This episode is part two of a three-part series on the lies of perfectionism. In this episode, I discuss lies three and four. Click here to listen to the previous episode and learn about lies one and two.

Do you identify as a perfectionist? Do you think perfectionism helps you do better work and be a better person?

Perfectionism pretends to be noble. It pretends to help you improve and grow. But for a lot of high-achieving women, perfectionism isn’t helpful. For a lot of high-achieving women, it creates crippling self-doubt and leaves them feeling anxious, overwhelmed, and stuck.

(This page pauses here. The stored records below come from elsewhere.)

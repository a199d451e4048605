//! Configuration errors.

use super::error_code::{self, SentinelErrorCode};

/// Errors that can occur during configuration loading and validation.
#[derive(Debug, thiserror::Error)]
pub enum ConfigError {
    #[error("Config file not found: {path}")]
    FileNotFound { path: String },

    #[error("Config parse error in {path}: {message}")]
    ParseError { path: String, message: String },

    #[error("Config validation failed for {field}: {message}")]
    ValidationFailed { field: String, message: String },
}

impl SentinelErrorCode for ConfigError {
    fn error_code(&self) -> &'static str {
        error_code::CONFIG_ERROR
    }
}
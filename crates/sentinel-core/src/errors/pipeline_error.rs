//! Pipeline errors.

use super::error_code::SentinelErrorCode;
use super::{
    AdmissionError, ArtifactError, ClassifierError, ConfigError, CorpusError, ParseError,
    PatternError,
};

/// Errors that can occur while assembling or running the pipeline.
/// Aggregates subsystem errors via `From` conversions.
#[derive(Debug, thiserror::Error)]
pub enum PipelineError {
    #[error("Admission error: {0}")]
    Admission(#[from] AdmissionError),

    #[error("Parse error: {0}")]
    Parse(#[from] ParseError),

    #[error("Classifier error: {0}")]
    Classifier(#[from] ClassifierError),

    #[error("Artifact error: {0}")]
    Artifact(#[from] ArtifactError),

    #[error("Pattern error: {0}")]
    Pattern(#[from] PatternError),

    #[error("Corpus error: {0}")]
    Corpus(#[from] CorpusError),

    #[error("Configuration error: {0}")]
    Config(#[from] ConfigError),
}

impl SentinelErrorCode for PipelineError {
    fn error_code(&self) -> &'static str {
        match self {
            Self::Admission(e) => e.error_code(),
            Self::Parse(e) => e.error_code(),
            Self::Classifier(e) => e.error_code(),
            Self::Artifact(e) => e.error_code(),
            Self::Pattern(e) => e.error_code(),
            Self::Corpus(e) => e.error_code(),
            Self::Config(e) => e.error_code(),
        }
    }
}
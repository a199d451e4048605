//! sentinel-core: shared foundations for the Sentinel code-risk engine.
//!
//! Errors, layered configuration, tracing setup, and the compiled defaults
//! every other crate reads. Nothing in here parses code.

pub mod config;
pub mod constants;
pub mod errors;
pub mod tracing;

pub use config::SentinelConfig;
pub use errors::{PipelineError, SentinelErrorCode};
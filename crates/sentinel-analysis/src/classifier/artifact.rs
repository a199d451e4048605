//! JSON model artifacts, tagged by model family.

use std::path::Path;

use sentinel_core::errors::{ArtifactError, ClassifierError};
use serde::{Deserialize, Serialize};

use super::models::{ForestModel, LogisticModel, MlpModel};
use super::stacking::StackingModel;
use super::traits::Classifier;
use crate::features::AlignedVector;

/// A persisted model: `{"kind": "logistic" | "forest" | "mlp" | "stacking", ...}`.
#[derive(Debug, Clone, PartialEq, Serialize, Deserialize)]
#[serde(tag = "kind", rename_all = "snake_case")]
pub enum ModelArtifact {
    Logistic(LogisticModel),
    Forest(ForestModel),
    Mlp(MlpModel),
    Stacking(StackingModel),
}

impl ModelArtifact {
    /// Read, parse, and validate an artifact file.
    pub fn load(path: &Path) -> Result<Self, ArtifactError> {
        if !path.exists() {
            return Err(ArtifactError::NotFound {
                path: path.to_path_buf(),
            });
        }
        let content = std::fs::read_to_string(path).map_err(|source| ArtifactError::Io {
            path: path.to_path_buf(),
            source,
        })?;
        Self::from_json(&content).map_err(|message| ArtifactError::Malformed {
            path: path.to_path_buf(),
            message,
        })
    }

    /// Parse and validate an artifact from JSON text.
    pub fn from_json(json: &str) -> Result<Self, String> {
        let artifact: Self = serde_json::from_str(json).map_err(|e| e.to_string())?;
        artifact.validate()?;
        Ok(artifact)
    }

    /// Structural checks that would otherwise surface as per-call failures.
    pub fn validate(&self) -> Result<(), String> {
        match self {
            ModelArtifact::Logistic(m) => {
                if m.weights.iter().chain([&m.intercept]).any(|w| !w.is_finite()) {
                    return Err("logistic model has non-finite coefficients".to_string());
                }
                Ok(())
            }
            ModelArtifact::Forest(m) => {
                if m.trees.is_empty() {
                    return Err("forest has no trees".to_string());
                }
                for (i, tree) in m.trees.iter().enumerate() {
                    tree.validate(m.n_features)
                        .map_err(|e| format!("tree {i}: {e}"))?;
                }
                Ok(())
            }
            ModelArtifact::Mlp(m) => m.validate(),
            ModelArtifact::Stacking(m) => m.validate(),
        }
    }

    fn inner(&self) -> &dyn Classifier {
        match self {
            ModelArtifact::Logistic(m) => m,
            ModelArtifact::Forest(m) => m,
            ModelArtifact::Mlp(m) => m,
            ModelArtifact::Stacking(m) => m,
        }
    }
}

impl Classifier for ModelArtifact {
    fn predict_proba(&self, input: &AlignedVector) -> Result<[f64; 2], ClassifierError> {
        self.inner().predict_proba(input)
    }

    fn expected_inputs(&self) -> usize {
        self.inner().expected_inputs()
    }

    fn kind(&self) -> &'static str {
        self.inner().kind()
    }
}
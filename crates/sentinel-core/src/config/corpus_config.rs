//! Corpus-build configuration.

use std::path::{Path, PathBuf};

use serde::{Deserialize, Serialize};

/// Configuration for offline corpus construction.
#[derive(Debug, Clone, Serialize, Deserialize, Default)]
#[serde(default)]
pub struct CorpusConfig {
    /// Directory holding `clean/` and `corrupted/` sample folders.
    pub data_dir: Option<PathBuf>,
    /// Where the JSON-lines corpus is written.
    pub output_path: Option<PathBuf>,
    /// Parse and canonicalize files in parallel. Default: true.
    pub parallel: Option<bool>,
}

impl CorpusConfig {
    /// Data directory, resolved against `root`. Default: `<root>/data`.
    pub fn effective_data_dir(&self, root: &Path) -> PathBuf {
        root.join(self.data_dir.as_deref().unwrap_or(Path::new("data")))
    }

    /// Output file, resolved against `root`. Default: `<root>/corpus.jsonl`.
    pub fn effective_output_path(&self, root: &Path) -> PathBuf {
        root.join(self.output_path.as_deref().unwrap_or(Path::new("corpus.jsonl")))
    }

    pub fn effective_parallel(&self) -> bool {
        self.parallel.unwrap_or(true)
    }
}
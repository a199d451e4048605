//! Syntax-error accounting over raw tree-sitter trees.

use tree_sitter::Node;

use super::ast::Span;

/// Count ERROR and MISSING nodes, returning the first one in document order.
pub fn count_errors(root: Node) -> (u32, Option<Span>) {
    let mut count = 0u32;
    let mut first = None;
    let mut cursor = root.walk();

    loop {
        let node = cursor.node();
        if node.is_error() || node.is_missing() {
            count += 1;
            if first.is_none() {
                first = Some(Span::from_ts_node(&node));
            }
        }
        if cursor.goto_first_child() {
            continue;
        }
        loop {
            if cursor.goto_next_sibling() {
                break;
            }
            if !cursor.goto_parent() {
                return (count, first);
            }
        }
    }
}

#[cfg(test)]
mod tests {
    use super::*;
    use crate::language::Language;

    fn parse(code: &str, lang: Language) -> tree_sitter::Tree {
        let mut parser = tree_sitter::Parser::new();
        parser.set_language(&lang.ts_language()).unwrap();
        parser.parse(code, None).unwrap()
    }

    #[test]
    fn clean_source_has_no_errors() {
        let tree = parse("def f(x):\n    return x\n", Language::Python);
        assert_eq!(count_errors(tree.root_node()), (0, None));
    }

    #[test]
    fn broken_source_reports_first_error() {
        let tree = parse("x = 1\ndef f(:\n", Language::Python);
        let (count, first) = count_errors(tree.root_node());
        assert!(count > 0);
        assert!(first.is_some());
    }
}
//! Open-keyed feature counts.

use rustc_hash::FxHashMap;
use serde::{Deserialize, Serialize};

/// Feature name → non-negative count. The key space is open; alignment to
/// a schema happens separately.
#[derive(Debug, Clone, Default, PartialEq, Eq, Serialize, Deserialize)]
#[serde(transparent)]
pub struct FeatureVector {
    counts: FxHashMap<String, u64>,
}

impl FeatureVector {
    pub fn new() -> Self {
        Self::default()
    }

    pub fn increment(&mut self, name: &str) {
        self.add(name, 1);
    }

    pub fn add(&mut self, name: &str, amount: u64) {
        if let Some(count) = self.counts.get_mut(name) {
            *count += amount;
        } else {
            self.counts.insert(name.to_string(), amount);
        }
    }

    pub fn set(&mut self, name: impl Into<String>, value: u64) {
        self.counts.insert(name.into(), value);
    }

    /// Count for `name`, `0` when absent.
    pub fn get(&self, name: &str) -> u64 {
        self.counts.get(name).copied().unwrap_or(0)
    }

    pub fn contains(&self, name: &str) -> bool {
        self.counts.contains_key(name)
    }

    /// Number of distinct feature names.
    pub fn len(&self) -> usize {
        self.counts.len()
    }

    pub fn is_empty(&self) -> bool {
        self.counts.is_empty()
    }

    pub fn iter(&self) -> impl Iterator<Item = (&str, u64)> {
        self.counts.iter().map(|(k, v)| (k.as_str(), *v))
    }
}

impl FromIterator<(String, u64)> for FeatureVector {
    fn from_iter<I: IntoIterator<Item = (String, u64)>>(iter: I) -> Self {
        let mut v = FeatureVector::new();
        for (name, count) in iter {
            v.add(&name, count);
        }
        v
    }
}
//! Shared constants for the Sentinel engine.

/// Sentinel version string.
pub const VERSION: &str = env!("CARGO_PKG_VERSION");

/// Maximum accepted input size, in characters.
pub const DEFAULT_MAX_INPUT_CHARS: usize = 50_000;

/// `p_malicious` above this is HIGH.
pub const DEFAULT_HIGH_THRESHOLD: f64 = 0.85;

/// `p_malicious` above this (and not above HIGH) is MEDIUM.
pub const DEFAULT_MEDIUM_THRESHOLD: f64 = 0.40;

/// Pseudo-probability used when the classifier fails and a keyword matched.
pub const DEFAULT_FALLBACK_KEYWORD_PROBABILITY: f64 = 0.5;

/// Pseudo-probability used when the classifier fails and nothing matched.
pub const DEFAULT_FALLBACK_CLEAN_PROBABILITY: f64 = 0.1;

/// Diagnostic confidence reported on classifier fallback (0-100).
pub const DEFAULT_FALLBACK_CONFIDENCE: f64 = 50.0;

/// Line-finding snippets are cut to this many characters.
pub const DEFAULT_SNIPPET_MAX_CHARS: usize = 120;

/// Content-detection score at which confidence saturates to 1.0.
pub const DETECTION_SATURATION_SCORE: f64 = 50.0;

/// Prefix of canonical identifier tokens (`VAR_0`, `VAR_1`, ...).
pub const CANONICAL_IDENTIFIER_PREFIX: &str = "VAR_";

/// Schema artifact version this build understands.
pub const FEATURE_SCHEMA_VERSION: u32 = 1;

/// Project-level config file name.
pub const PROJECT_CONFIG_FILE: &str = "sentinel.toml";

/// Environment variable holding the tracing filter.
pub const LOG_ENV_VAR: &str = "SENTINEL_LOG";
//! Grammar registry: one tree-sitter grammar per supported language.

use std::time::Instant;

use rustc_hash::FxHashMap;
use sentinel_core::errors::ParseError;
use sentinel_core::tracing::metrics;

use super::ast::AstNode;
use super::categories::CategoryTable;
use super::error_tolerant::count_errors;
use crate::features::{FeatureExtractor, FeatureVector};
use crate::language::Language;

/// Holds every grammar that loaded successfully.
///
/// Built once and read-only afterwards. Each parse call creates its own
/// `tree_sitter::Parser`, so a shared registry is `Send + Sync`.
pub struct ParserRegistry {
    grammars: FxHashMap<Language, tree_sitter::Language>,
    categories: CategoryTable,
}

impl Default for ParserRegistry {
    fn default() -> Self {
        Self::new()
    }
}

impl ParserRegistry {
    /// Load every supported grammar. Grammars that fail to initialize are
    /// logged and left out; the rest stay usable.
    pub fn new() -> Self {
        Self::with_languages(&Language::ALL)
    }

    /// Load only the given grammars.
    pub fn with_languages(languages: &[Language]) -> Self {
        let mut grammars = FxHashMap::default();
        for &language in languages {
            match load_grammar(language) {
                Ok(grammar) => {
                    grammars.insert(language, grammar);
                }
                Err(e) => {
                    tracing::warn!(language = %language, error = %e, "grammar unavailable; language disabled");
                }
            }
        }
        tracing::debug!(loaded = grammars.len(), "parser registry initialized");
        Self {
            grammars,
            categories: CategoryTable::default(),
        }
    }

    /// Languages whose grammar loaded, in declaration order.
    pub fn available_languages(&self) -> Vec<Language> {
        Language::ALL
            .into_iter()
            .filter(|l| self.grammars.contains_key(l))
            .collect()
    }

    pub fn is_available(&self, language: Language) -> bool {
        self.grammars.contains_key(&language)
    }

    pub fn grammar(&self, language: Language) -> Option<&tree_sitter::Language> {
        self.grammars.get(&language)
    }

    pub fn categories(&self) -> &CategoryTable {
        &self.categories
    }

    /// Parse `code`; `None` when the grammar is missing or the tree has syntax errors.
    pub fn parse(&self, code: &str, language: Language) -> Option<AstNode> {
        match self.parse_detailed(code, language) {
            Ok(tree) => Some(tree),
            Err(e) => {
                tracing::debug!(language = %language, error = %e, "parse rejected");
                None
            }
        }
    }

    /// Parse `code`, reporting why a parse was rejected.
    pub fn parse_detailed(&self, code: &str, language: Language) -> Result<AstNode, ParseError> {
        let grammar = self
            .grammars
            .get(&language)
            .ok_or_else(|| ParseError::GrammarUnavailable {
                language: language.tag().to_string(),
            })?;

        let start = Instant::now();
        let mut parser = tree_sitter::Parser::new();
        parser
            .set_language(grammar)
            .map_err(|e| ParseError::GrammarInit {
                language: language.tag().to_string(),
                message: e.to_string(),
            })?;

        let tree = parser.parse(code, None).ok_or_else(|| ParseError::NoTree {
            language: language.tag().to_string(),
        })?;

        let root = tree.root_node();
        let (error_count, first_error) = count_errors(root);
        if error_count > 0 || root.has_error() {
            return Err(ParseError::Syntax {
                language: language.tag().to_string(),
                error_count: error_count.max(1),
                line: first_error.map(|s| s.line()).unwrap_or(1),
            });
        }

        let ast = AstNode::from_tree(&tree, code);
        tracing::trace!(
            language = %language,
            { metrics::PARSE_TIME_US } = start.elapsed().as_micros() as u64,
            "parsed"
        );
        Ok(ast)
    }

    /// Raw per-kind node counts of `code`, unprefixed. `None` when unparseable.
    pub fn node_counts(&self, code: &str, language: Language) -> Option<FeatureVector> {
        self.parse(code, language)
            .map(|tree| FeatureExtractor::new(&self.categories).extract(&tree))
    }

    /// Cross-language feature vector of `code`. `None` when unparseable.
    pub fn normalized_features(&self, code: &str, language: Language) -> Option<FeatureVector> {
        self.parse(code, language)
            .map(|tree| FeatureExtractor::new(&self.categories).normalize(&tree, language))
    }
}

fn load_grammar(language: Language) -> Result<tree_sitter::Language, ParseError> {
    let grammar = language.ts_language();
    // set_language performs the ABI compatibility check.
    tree_sitter::Parser::new()
        .set_language(&grammar)
        .map_err(|e| ParseError::GrammarInit {
            language: language.tag().to_string(),
            message: e.to_string(),
        })?;
    Ok(grammar)
}

#[cfg(test)]
mod tests {
    use super::*;

    #[test]
    fn all_grammars_load() {
        let registry = ParserRegistry::new();
        assert_eq!(registry.available_languages(), Language::ALL.to_vec());
    }

    #[test]
    fn subset_registry_reports_unavailable() {
        let registry = ParserRegistry::with_languages(&[Language::Python]);
        assert!(registry.parse("var x = 1;", Language::JavaScript).is_none());
        assert!(matches!(
            registry.parse_detailed("var x = 1;", Language::JavaScript),
            Err(ParseError::GrammarUnavailable { .. })
        ));
    }

    #[test]
    fn syntax_error_is_rejected_with_line() {
        let registry = ParserRegistry::new();
        let err = registry
            .parse_detailed("x = 1\ny = 2\ndef f(:\n", Language::Python)
            .unwrap_err();
        match err {
            ParseError::Syntax { error_count, line, .. } => {
                assert!(error_count >= 1);
                assert!((1..=4).contains(&line));
            }
            other => panic!("unexpected error: {other:?}"),
        }
    }

    #[test]
    fn registry_is_shareable() {
        fn assert_send_sync<T: Send + Sync>() {}
        assert_send_sync::<ParserRegistry>();
    }
}
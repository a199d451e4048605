//! Risk fusion: sanitizer, pattern table, line scan, and the tier policy.

pub mod engine;
pub mod patterns;
pub mod sanitize;
pub mod types;

pub use engine::{classify_tier, confidence_from, FusionInput, FusionSettings, RiskFusionEngine};
pub use patterns::{DangerPattern, PatternTable};
pub use sanitize::sanitize;
pub use types::{LineFinding, RiskLevel, ScanVerdict, Severity, VerdictMetadata};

If that sounds like you, I invite you to question your beliefs around perfectionism and consider how they’re impacting your life.

What You’ll Learn:

  • How mental hygiene is like dental hygiene.
  • The lie perfectionism tells about the right way to do things.
  • How focusing on doing things the right way creates stress, worry, and even inaction.
  • The lie perfectionism tells about helping you improve and grow.
  • How perfectionism actually hinders growth.
  • What questions you can ask yourself to help you break free from these lies.

Featured in the Episode:

Does any of this sound familiar?

  • You’re a smart, accomplished woman with advanced degrees and certifications.
  • You’re detail-oriented, and you pride yourself on doing quality work.
  • You have years of experience and think you should feel confident in what you do.

Despite all of that:

  • You feel insecure speaking up in meetings and presenting to others.
  • You hold back sharing ideas or asking questions in meetings because you’re worried what others will think of you.
  • You obsess over details and worry about getting everything “just right.”
  • You find yourself constantly reviewing and tweaking your work to make it a little better.
  • You feel anxious and stuck when you can’t get something “just right” or when you’re not sure what “just right” is.

If that sounds like you, I want you to know you’re not alone.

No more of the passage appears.